Much about Samuel Lowdell's death follows a familiar pattern for the Watts Memorial cases, but there is also a rather odd feature.
Lowdell was a 24-year-old bargeman who lived in Bow Common. (Bargemen carried goods on the river, while watermen carried people.) He worked on a barge called the William and Mary, and jumped off it to rescue a boy who had fallen into the river. However, although he was a good swimmer, he was never seen alive again: it seems he got trapped under a boat moored alongside. More happily, the boy was saved by the crew of another boat.

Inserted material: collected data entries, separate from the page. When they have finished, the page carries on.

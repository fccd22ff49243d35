//! Caller-owned node storage.
//!
//! The tree never allocates. Callers keep nodes in any arena that implements
//! [`NodeStore`]; a [`Slab`] is the natural fit since its keys stay stable
//! while other entries come and go.
//!
//! Per slab docs (https://docs.rs/slab/0.4.11):
//! - Keys are `usize` values returned by `slab.insert()`
//! - Keys may be reused after `slab.remove()`
//!
//! A key handed to the tree must stay allocated for as long as the node is
//! linked. Removing a linked node from the arena is a caller bug.

use slab::Slab;

use super::node::{AvlNode, NodeId};

/// Arena holding the nodes of one or more trees
pub trait NodeStore {
    /// Payload type carried by each node
    type Payload;

    /// Get a node by id
    ///
    /// # Panics
    ///
    /// Implementations panic if `id` is not allocated
    fn node(&self, id: NodeId) -> &AvlNode<Self::Payload>;

    /// Get a node by id (mutable)
    ///
    /// # Panics
    ///
    /// Implementations panic if `id` is not allocated
    fn node_mut(&mut self, id: NodeId) -> &mut AvlNode<Self::Payload>;
}

impl<P> NodeStore for Slab<AvlNode<P>> {
    type Payload = P;

    #[inline]
    fn node(&self, id: NodeId) -> &AvlNode<P> {
        self.get(id).expect("Invalid slab key")
    }

    #[inline]
    fn node_mut(&mut self, id: NodeId) -> &mut AvlNode<P> {
        self.get_mut(id).expect("Invalid slab key")
    }
}

impl<P> NodeStore for Vec<AvlNode<P>> {
    type Payload = P;

    #[inline]
    fn node(&self, id: NodeId) -> &AvlNode<P> {
        &self[id]
    }

    #[inline]
    fn node_mut(&mut self, id: NodeId) -> &mut AvlNode<P> {
        &mut self[id]
    }
}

His body was found about a month later by James Law at Battle Bridge Stairs, near London Bridge. Law, a waterman, spotted the body in the water and towed it ashore where it was identified as Lowdell, a man who had saved several other people from drowning in the past. The state of the body was described at the inquest: tattoos on the arms, a broken nose caused after death, and the trousers down below the knees. However, nothing more seems to have been said about the strange state of his dress; it may have been that he was attempting to remove his waterlogged clothing as he drowned.
The Royal Humane Society sent an award to Lowdell's widow.
SAMUEL LOWDELL, BARGEMAN, DROWNED WHEN RESCUING A BOY AT BLACKFRIARS FEB 25 1887. HE HAD SAVED TWO OTHER LIVES.